Task to carry out -
Nothing but the lines from the start of the records through the line that contains "let trajectory = trace(&transformer, 852, usize::MAX).unwrap();" is to be copied, and each is to be copied exactly.

━━ Source material

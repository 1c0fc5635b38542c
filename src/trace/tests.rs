use crate::cycles::Cycle;
use crate::error::KaprekarError;
use crate::test_utils::{cancelled_trigger, init_logger, w};
use crate::trace::{
    TraceConfig, TraceOutcome, TraceState, TrajectoryTracer, cycle_summary, default_max_steps,
    trace, trace_batch, trace_with,
};
use crate::transform::{NodeKind, Transformer};
use cancel_this::CancelAtomic;
use computation_process::{Computable, Incomplete, Stateful};

#[test]
fn four_digit_trajectory_reaches_6174() {
    init_logger();
    let transformer = Transformer::new(w(4));
    let trajectory = trace(&transformer, 3524, usize::MAX).unwrap();
    assert_eq!(trajectory.nodes(), &[3524, 3087, 8352, 6174]);
    assert_eq!(trajectory.seed(), 3524);
    assert_eq!(trajectory.cycle_start(), 3);
    assert_eq!(trajectory.tail(), &[3524, 3087, 8352]);
    assert_eq!(trajectory.cycle(), &[6174]);
    assert_eq!(trajectory.to_cycle(), Cycle::from_orbit(vec![6174]));
    let edges: Vec<_> = trajectory.edges().collect();
    assert_eq!(
        edges,
        vec![(3524, 3087), (3087, 8352), (8352, 6174), (6174, 6174)]
    );
}

#[test]
fn three_digit_trajectory_reaches_495() {
    let transformer = Transformer::new(w(3));
    let trajectory = trace(&transformer, 852, usize::MAX).unwrap();
    assert_eq!(trajectory.nodes(), &[852, 594, 495]);
    assert_eq!(trajectory.cycle(), &[495]);
}

#[test]
fn fixed_point_seed_has_empty_tail() {
    let transformer = Transformer::new(w(4));
    let trajectory = trace(&transformer, 6174, usize::MAX).unwrap();
    assert_eq!(trajectory.nodes(), &[6174]);
    assert!(trajectory.tail().is_empty());
    assert_eq!(trajectory.edges().collect::<Vec<_>>(), vec![(6174, 6174)]);
}

#[test]
fn two_digit_trajectory_enters_the_long_cycle() {
    let transformer = Transformer::new(w(2));
    let trajectory = trace(&transformer, 1, usize::MAX).unwrap();
    assert_eq!(trajectory.nodes(), &[1, 9, 81, 63, 27, 45]);
    assert_eq!(trajectory.cycle_start(), 1);
    assert_eq!(trajectory.to_cycle().nodes(), &[9, 81, 63, 27, 45]);
}

#[test]
fn every_trajectory_closes_a_valid_cycle() {
    for width in 2..=4 {
        let transformer = Transformer::bounded(w(width), 1 << 14);
        for seed in 0..w(width).state_space() {
            let trajectory = trace(&transformer, seed, usize::MAX).unwrap();
            let mut seen = trajectory.nodes().to_vec();
            seen.sort();
            seen.dedup();
            assert_eq!(seen.len(), trajectory.len(), "repeated node for {}", seed);
            let last = trajectory.nodes()[trajectory.len() - 1];
            assert_eq!(
                transformer.next_value(last).unwrap(),
                trajectory.nodes()[trajectory.cycle_start()]
            );
            assert!(
                trajectory
                    .to_cycle()
                    .is_valid_for(&transformer, NodeKind::Value)
            );
        }
    }
}

#[test]
fn step_limit_is_reported() {
    let transformer = Transformer::new(w(4));
    // Three new values and one application closing the cycle.
    assert!(trace(&transformer, 3524, 4).is_ok());
    assert_eq!(
        trace(&transformer, 3524, 3).unwrap_err(),
        KaprekarError::CycleNotFound {
            seed: 3524,
            max_steps: 3
        }
    );
    assert!(matches!(
        trace(&transformer, 3524, 0),
        Err(KaprekarError::CycleNotFound { max_steps: 0, .. })
    ));
}

#[test]
fn seeds_must_fit_the_width() {
    let transformer = Transformer::new(w(3));
    assert_eq!(
        trace(&transformer, 1000, usize::MAX).unwrap_err(),
        KaprekarError::InvalidValue {
            value: 1000,
            width: 3
        }
    );
    let config = TraceConfig::new(transformer);
    assert!(TraceState::new(&config, 1000).is_err());
    assert!(cycle_summary(&config, 1000).is_err());
}

#[test]
fn signature_trajectories() {
    init_logger();
    let config = TraceConfig::signatures(Transformer::new(w(4)));
    let trajectory = trace_with(&config, 3524).unwrap();
    assert_eq!(trajectory.node_kind(), NodeKind::Signature);
    assert_eq!(trajectory.nodes(), &[2345, 378, 2358, 1467]);
    assert_eq!(trajectory.cycle(), &[1467]);

    // Any member of a class starts at the same signature.
    let other = trace_with(&config, 4253).unwrap();
    assert_eq!(other.nodes(), trajectory.nodes());
}

#[test]
fn default_limits_cover_the_node_space() {
    assert_eq!(default_max_steps(w(4), NodeKind::Value), 10_000);
    assert_eq!(default_max_steps(w(4), NodeKind::Signature), 715);
    let config = TraceConfig::from(w(4));
    assert_eq!(config.max_steps, 10_000);
    assert_eq!(config.node_kind, NodeKind::Value);
}

#[test]
fn brent_agrees_with_recorded_trajectories() {
    for width in 2..=4 {
        for kind in [NodeKind::Value, NodeKind::Signature] {
            let mut config = TraceConfig::new(Transformer::bounded(w(width), 1 << 14));
            config.node_kind = kind;
            for seed in (0..w(width).state_space()).step_by(7) {
                let trajectory = trace_with(&config, seed).unwrap();
                let summary = cycle_summary(&config, seed).unwrap();
                assert_eq!(summary.tail_length, trajectory.cycle_start());
                assert_eq!(summary.cycle_length, trajectory.cycle().len());
                assert_eq!(summary.entry, trajectory.cycle()[0]);
            }
        }
    }
}

#[test]
fn brent_on_the_two_digit_cycle() {
    let config = TraceConfig::from(w(2));
    let summary = cycle_summary(&config, 1).unwrap();
    assert_eq!(summary.tail_length, 1);
    assert_eq!(summary.cycle_length, 5);
    assert_eq!(summary.entry, 9);

    let mut limited = config.clone();
    limited.max_steps = 1;
    assert!(matches!(
        cycle_summary(&limited, 1),
        Err(KaprekarError::CycleNotFound { seed: 1, .. })
    ));
}

#[test]
fn batches_keep_seed_order_and_isolate_failures() {
    init_logger();
    let config = TraceConfig::new(Transformer::bounded(w(4), 4096));
    let seeds = [3524, 10_000, 6174, 1];
    let results = trace_batch(&config, &seeds);
    assert_eq!(results.len(), 4);
    assert_eq!(results[0].as_ref().unwrap().seed(), 3524);
    assert!(matches!(
        results[1],
        Err(KaprekarError::InvalidValue { value: 10_000, .. })
    ));
    assert_eq!(results[2].as_ref().unwrap().nodes(), &[6174]);
    assert_eq!(results[3].as_ref().unwrap().cycle(), &[6174]);
    for (seed, result) in seeds.iter().zip(&results) {
        if let Ok(trajectory) = result {
            assert_eq!(trajectory, &trace_with(&config, *seed).unwrap());
        }
    }
}

#[test]
fn tracer_can_be_driven_step_by_step() {
    let config = TraceConfig::new(Transformer::new(w(4)));
    let state = TraceState::new(&config, 3524).unwrap();
    let mut tracer = TrajectoryTracer::configure(config.clone(), state);
    let outcome = loop {
        match tracer.try_compute() {
            Ok(outcome) => break outcome,
            Err(_) => {
                // Suspended after every map application.
            }
        }
    };
    assert_eq!(
        outcome,
        TraceOutcome::Closed(trace_with(&config, 3524).unwrap())
    );
}

#[test]
fn cancelled_trace_stops() {
    init_logger();
    let config = TraceConfig::new(Transformer::new(w(4)));
    let result = cancel_this::on_trigger(cancelled_trigger(), || trace_with(&config, 3524));
    assert!(matches!(result, Err(KaprekarError::Cancelled(_))));
    let result = cancel_this::on_trigger(cancelled_trigger(), || cycle_summary(&config, 3524));
    assert!(matches!(result, Err(KaprekarError::Cancelled(_))));
    // The trigger no longer applies once the action is done.
    assert!(trace_with(&config, 3524).is_ok());
}

#[test]
fn batch_workers_observe_cancellation_of_the_caller() {
    init_logger();
    let config = TraceConfig::new(Transformer::bounded(w(4), 4096));
    let seeds: Vec<u64> = (0..200).collect();
    let results = cancel_this::on_trigger(cancelled_trigger(), || {
        Ok::<_, KaprekarError>(trace_batch(&config, &seeds))
    })
    .unwrap();
    assert_eq!(results.len(), 200);
    assert!(
        results
            .iter()
            .all(|it| matches!(it, Err(KaprekarError::Cancelled(_))))
    );
    assert!(trace_batch(&config, &seeds).iter().all(|it| it.is_ok()));
}

#[test]
fn tracer_suspended_before_cancellation_can_resume() {
    let config = TraceConfig::new(Transformer::new(w(4)));
    let state = TraceState::new(&config, 3524).unwrap();
    let mut tracer = TrajectoryTracer::configure(config.clone(), state);
    let trigger = CancelAtomic::new();
    let outcome = cancel_this::on_trigger(trigger.clone(), || {
        // One map application, then cancel.
        assert!(tracer.try_compute().is_err());
        trigger.cancel();
        Ok::<_, KaprekarError>(tracer.try_compute())
    })
    .unwrap();
    assert!(matches!(outcome, Err(Incomplete::Cancelled(_))));
    assert_eq!(tracer.state().steps(), 1);

    // Without the trigger, the same computation finishes from where it stopped.
    let outcome = loop {
        match tracer.try_compute() {
            Ok(outcome) => break outcome,
            Err(Incomplete::Suspended) => continue,
            Err(e) => panic!("Unexpected error: {:?}", e),
        }
    };
    assert_eq!(
        outcome,
        TraceOutcome::Closed(trace_with(&config, 3524).unwrap())
    );
}

#[cfg(feature = "serde")]
#[test]
fn malformed_trajectories_are_rejected() {
    use crate::trace::Trajectory;

    let trajectory = trace(&Transformer::new(w(4)), 3524, usize::MAX).unwrap();
    let json = serde_json::to_value(&trajectory).unwrap();
    let decoded: Trajectory = serde_json::from_value(json.clone()).unwrap();
    assert_eq!(decoded, trajectory);

    let mut empty = json.clone();
    empty["nodes"] = serde_json::json!([]);
    empty["cycle_start"] = serde_json::json!(0);
    assert!(serde_json::from_value::<Trajectory>(empty).is_err());

    let mut past_end = json.clone();
    past_end["cycle_start"] = serde_json::json!(4);
    assert!(serde_json::from_value::<Trajectory>(past_end).is_err());

    let mut too_wide = json;
    too_wide["nodes"] = serde_json::json!([3524, 10_000]);
    too_wide["cycle_start"] = serde_json::json!(1);
    assert!(serde_json::from_value::<Trajectory>(too_wide).is_err());
}

#[cfg(feature = "serde")]
#[test]
fn malformed_trace_states_are_rejected() {
    let config = TraceConfig::new(Transformer::new(w(4)));
    let state = TraceState::new(&config, 3524).unwrap();
    let mut tracer = TrajectoryTracer::configure(config, state);
    assert!(tracer.try_compute().is_err());
    let json = serde_json::to_value(tracer.state()).unwrap();
    let decoded: TraceState = serde_json::from_value(json.clone()).unwrap();
    assert_eq!(&decoded, tracer.state());

    let mut empty = json.clone();
    empty["nodes"] = serde_json::json!([]);
    empty["positions"] = serde_json::json!({});
    assert!(serde_json::from_value::<TraceState>(empty).is_err());

    let mut unindexed = json.clone();
    unindexed["positions"] = serde_json::json!({ "3524": 1, "3087": 0 });
    assert!(serde_json::from_value::<TraceState>(unindexed).is_err());

    let mut past_end = json;
    past_end["cycle_start"] = serde_json::json!(7);
    assert!(serde_json::from_value::<TraceState>(past_end).is_err());
}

━━━━

Response -
repository 1c0fc5635b38542c
filename src/trace/tests.rs
use crate::cycles::Cycle;
use crate::error::KaprekarError;
use crate::test_utils::{cancelled_trigger, init_logger, w};
use crate::trace::{
    TraceConfig, TraceOutcome, TraceState, TrajectoryTracer, cycle_summary, default_max_steps,
    trace, trace_batch, trace_with,
};
use crate::transform::{NodeKind, Transformer};
use cancel_this::CancelAtomic;
use computation_process::{Computable, Incomplete, Stateful};

#[test]
fn four_digit_trajectory_reaches_6174() {
    init_logger();
    let transformer = Transformer::new(w(4));
    let trajectory = trace(&transformer, 3524, usize::MAX).unwrap();
    assert_eq!(trajectory.nodes(), &[3524, 3087, 8352, 6174]);
    assert_eq!(trajectory.seed(), 3524);
    assert_eq!(trajectory.cycle_start(), 3);
    assert_eq!(trajectory.tail(), &[3524, 3087, 8352]);
    assert_eq!(trajectory.cycle(), &[6174]);
    assert_eq!(trajectory.to_cycle(), Cycle::from_orbit(vec![6174]));
    let edges: Vec<_> = trajectory.edges().collect();
    assert_eq!(
        edges,
        vec![(3524, 3087), (3087, 8352), (8352, 6174), (6174, 6174)]
    );
}

#[test]
fn three_digit_trajectory_reaches_495() {
    let transformer = Transformer::new(w(3));
    let trajectory = trace(&transformer, 852, usize::MAX).unwrap();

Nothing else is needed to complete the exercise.